France

Mort d’Emile : À La Bouilladisse, « surprise » et hypothèses après l’arrestation des grands-parents

«La Bouilladisse, commune pour la paix », prévient le panneau d’entrée de ce village situé à une trentaine de kilomètres au nord-est de Marseille. La paix, certains de ses 5.500 habitants voudraient bien l’avoir, alors que depuis trente-six heures, et le placement en garde à vue d’un oncle, d’une tante et des grands-parents maternels d’Emile Soleil, petit garçon de deux ans disparu dans des circonstances encore inexpliquées au Haut-Vernet en juillet 2023, le cirque médiatique se presse devant le portail vert olive de la demeure familiale aux fenêtres barrées de rideaux tirés.

« Est-ce que vous aimeriez qu’on fasse ça à vos enfants ? Ils ne peuvent même pas sortir dans le jardin », invective une proche de la famille venue curer l’enclos à chevaux du jardin des grands-parents. Et d’insister : « Il y a une famille déchirée, c’est ça la réalité de la situation », poursuit celle qui se présente comme juriste, titulaire d’un doctorat en droit criminel. « Et je n’ai pas de conseils à leur donner, ils sont innocents », tonne-t-elle derrière ses lunettes de vues.

Personne ne les fréquente

Au hameau du Pigeonnier, distant de deux kilomètres du centre du village, les portes restent volontiers fermées pour qui sonne à la porte ces temps-ci. « Ce qui est à la traverse de la grotte* reste à la traverse de la grotte », lâche une voisine, retraitée, depuis le pas de sa porte. À quelques maisons de là, dans ce coin de colline rongé par l’urbanisation et gagné par les constructions de villas, une seconde voisine se montre un peu plus bavarde : « Je suis née ici, au Pigeonnier, et j’ai 70 ans. Mon fils avait pour chef scout Philippe, le grand-père d’Emile. Il m’en parlait peu à vrai dire, mais n’a jamais rapporté de problème non plus. Ça lui a plu les scouts, il en a même gardé des amis. Cela dit, je ne lui ai jamais vraiment parlé, à Philippe, et de toute ma vie je n’ai vu sa femme qu’une seule fois. Ce sont des gens discrets, enfin, vous savez, les villages, surtout les hameaux, ce n’est plus ce que c’était. »

Notre interlocutrice explique aussi que la grand-mère de Philippe, dont la garde à vue pour « homicide volontaire » et « recel de cadavre » a été prolongée de 24 heures ce mercredi matin, avait fait le catéchisme à son fils. Si aucun ne semble rien savoir de la vie intra-familiale des Vedovini, personne n’ignore cependant qu’il s’agissait d’une famille extrêmement croyante. « La mère a fait l’école à la maison pour ses dix enfants, puis à partir de la sixième, quand la scolarisation devient obligatoire, les envoyait au collège privé du Sacré-Cœur, à Aix », croit savoir un habitant.
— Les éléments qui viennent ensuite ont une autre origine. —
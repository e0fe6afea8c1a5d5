#![allow(dead_code)]

use chrono::NaiveDate;
use gaptrader::domain::bar::{PriceBar, PriceSeries};
use gaptrader::domain::config::Settings;
use gaptrader::domain::detector::DetectorGrid;
use gaptrader::domain::error::GaptraderError;
use gaptrader::domain::execution::{ExecutionConfig, SlippageModel};
use gaptrader::domain::portfolio::PortfolioConfig;
use gaptrader::domain::universe::UniverseConfig;
use gaptrader::domain::walk_forward::WalkForwardConfig;
use gaptrader::ports::data_port::DataPort;
use std::collections::BTreeMap;

pub struct MockDataPort {
    pub bars: BTreeMap<String, Vec<PriceBar>>,
}

impl MockDataPort {
    pub fn new() -> Self {
        Self {
            bars: BTreeMap::new(),
        }
    }

    pub fn with_series(mut self, series: &PriceSeries) -> Self {
        self.bars
            .insert(series.symbol().to_string(), series.bars().to_vec());
        self
    }

    pub fn list_symbols_sorted(&self) -> Vec<String> {
        self.bars.keys().cloned().collect()
    }
}

impl DataPort for MockDataPort {
    fn fetch_series(
        &self,
        symbol: &str,
        start: NaiveDate,
        end: NaiveDate,
    ) -> Result<PriceSeries, GaptraderError> {
        let bars = self
            .bars
            .get(symbol)
            .ok_or_else(|| GaptraderError::NoData {
                symbol: symbol.to_string(),
            })?
            .iter()
            .filter(|b| b.date >= start && b.date <= end)
            .cloned()
            .collect();
        Ok(PriceSeries::new(symbol, bars)?)
    }

    fn list_symbols(&self) -> Result<Vec<String>, GaptraderError> {
        Ok(self.bars.keys().cloned().collect())
    }
}

pub fn date(y: i32, m: u32, d: u32) -> NaiveDate {
    NaiveDate::from_ymd_opt(y, m, d).unwrap()
}

/// Daily calendar bars from 2020-01-01 with flat closes at 100 and the
/// given per-day opens (default 100). Days listed in `gap_days` open at 90,
/// a clean -10% overnight gap.
pub fn gapped_series(symbol: &str, days: usize, gap_days: &[usize], volume: i64) -> PriceSeries {
    series_with_opens(
        symbol,
        days,
        |i| if gap_days.contains(&i) { 90.0 } else { 100.0 },
        volume,
    )
}

pub fn series_with_opens(
    symbol: &str,
    days: usize,
    open_for: impl Fn(usize) -> f64,
    volume: i64,
) -> PriceSeries {
    let bars = (0..days)
        .map(|i| {
            let open = open_for(i);
            PriceBar {
                date: date(2020, 1, 1) + chrono::Days::new(i as u64),
                open,
                high: open.max(100.0),
                low: open.min(100.0),
                close: 100.0,
                volume,
            }
        })
        .collect();
    PriceSeries::new(symbol, bars).unwrap()
}

/// Two calendar years of data, one IS/OOS split, a single-cell grid.
pub fn test_settings() -> Settings {
    Settings {
        csv_dir: "./data".to_string(),
        start_date: date(2020, 1, 1),
        end_date: date(2022, 1, 1),
        t0: date(2021, 12, 31),
        universe: UniverseConfig {
            size: 10,
            min_turnover: 10_000.0,
            min_price: 5.0,
            lookback_years: 1,
            exclude_symbols: vec![],
        },
        walk_forward: WalkForwardConfig {
            is_years: 1,
            oos_years: 1,
            holdout_years: 0,
        },
        grid: DetectorGrid {
            windows: vec![3],
            k_lows: vec![-1.0],
            max_holds: vec![1],
            min_hit_rate: 0.0,
        },
        execution: ExecutionConfig {
            circuit_guard_pct: 0.15,
            fees_bps: 10.0,
            slippage: SlippageModel {
                gap_2pct: 5.0,
                gap_5pct: 10.0,
                gap_high: 20.0,
            },
        },
        portfolio: PortfolioConfig {
            max_concurrent: 5,
            position_size: 10_000.0,
            reentry_lockout: true,
        },
    }
}
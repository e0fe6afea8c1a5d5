//! Domain error types.
//!
//! Structural problems (bad configuration, empty universe) halt the run.
//! Per-symbol, per-signal, and per-split failures are captured as data by the
//! modules that encounter them and the run proceeds.

use crate::domain::bar::SeriesError;

/// Top-level error type for gaptrader.
#[derive(Debug, thiserror::Error)]
pub enum GaptraderError {
    #[error("config parse error in {file}: {reason}")]
    ConfigParse { file: String, reason: String },

    #[error("missing config key [{section}] {key}")]
    ConfigMissing { section: String, key: String },

    #[error("invalid config value [{section}] {key}: {reason}")]
    ConfigInvalid {
        section: String,
        key: String,
        reason: String,
    },

    #[error("no symbols passed universe selection at {t0}")]
    EmptyUniverse { t0: chrono::NaiveDate },

    #[error("no usable bars for split {split_index} ({window})")]
    InsufficientData { split_index: usize, window: String },

    #[error("no data for {symbol}")]
    NoData { symbol: String },

    #[error("bad data in {file}: {reason}")]
    DataFormat { file: String, reason: String },

    #[error(transparent)]
    Series(#[from] SeriesError),

    #[error(transparent)]
    Io(#[from] std::io::Error),
}

impl From<&GaptraderError> for std::process::ExitCode {
    fn from(err: &GaptraderError) -> Self {
        let code: u8 = match err {
            GaptraderError::Io(_) => 1,
            GaptraderError::ConfigParse { .. }
            | GaptraderError::ConfigMissing { .. }
            | GaptraderError::ConfigInvalid { .. } => 2,
            GaptraderError::EmptyUniverse { .. } => 3,
            GaptraderError::NoData { .. }
            | GaptraderError::DataFormat { .. }
            | GaptraderError::InsufficientData { .. }
            | GaptraderError::Series(_) => 4,
        };
        std::process::ExitCode::from(code)
    }
}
« C’est mon kiné, mais comme voisin c’est “bonjour-bonsoir” »

Un autre voisin, retraité également, rentre de la colline aux romarins en fleur et où sa cueillette d’asperges sauvages lui promet une belle brouillade d’œufs. « J’ai été surpris de son placement en garde à vue à vrai dire. Philippe est mon kiné depuis que je me suis fait opérer de la hanche. J’étais à son cabinet ce vendredi encore, et ma foi, tout allait bien. Je pensais qu’après l’enterrement d’Emile, où j’étais, l’enquête n’avancerait plus. »

Lui aussi décrit un « monsieur tout le monde », « une famille discrète », surprenante par son côté autarcique, mais qui ne génère « aucun problème de voisinage. J’entends parfois ses enfants jouer de la musique, je les vois remonter les poubelles avec la brouette… Mais avec Philippe ça s’arrête là, à “bonjour-bonsoir”. Quand je suis arrivé ici de Marseille, j’ai fait un déjeuner en invitant tous les voisins. Eux ne sont pas venus », se souvient-il.

Et tous ici, au Pigeonnier, jugent l’affaire « bizarre » et se disent impatients d’avoir le « fin mot de l’histoire ». Aucun ne se risque à faire de pronostics où y aller de ses jugements en innocence ou culpabilité. Une précaution que plus bas dans le village, les habitués des deux bars de l’avenue principale ne prennent pas nécessairement.

« Ça fait un peu secte »… Les hypothèses d’apéros

« C’est quand même étrange cette histoire de lettre anonyme suivie du suicide du prêtre qui avait fait le baptême du petit Emile », s’avance Marc*, entre deux bocks de bières. « Moi, je crois qu’il avait reçu la confession du grand-père et que comme il ne pouvait rien dire du fait du secret de la confession, il a fait une lettre et puis s’est suicidé. Et le curé il a été enterré un jour avant le placement en garde à vue du grand-père. C’est quand même surprenant. Un catho ça ne se suicide pas en principe. »

Un collègue de comptoir, sur lequel le journal du jour annonce en Une « Mort du petit Emile : L’heure du dénouement », poursuit : « Autant le grand-père il a mis une tarte au petit qui est mal tombé et il est mort. On peut bien tuer un bébé en le secouant, alors, non. Un enfant de deux ans ? Le grand-père c’était un violent, il paraît. J’ai entendu dire qu’il y mettait des coups de rangers aux enfants. Et s’ils sont venus le chercher, il n’y a pas de fumée sans feu… »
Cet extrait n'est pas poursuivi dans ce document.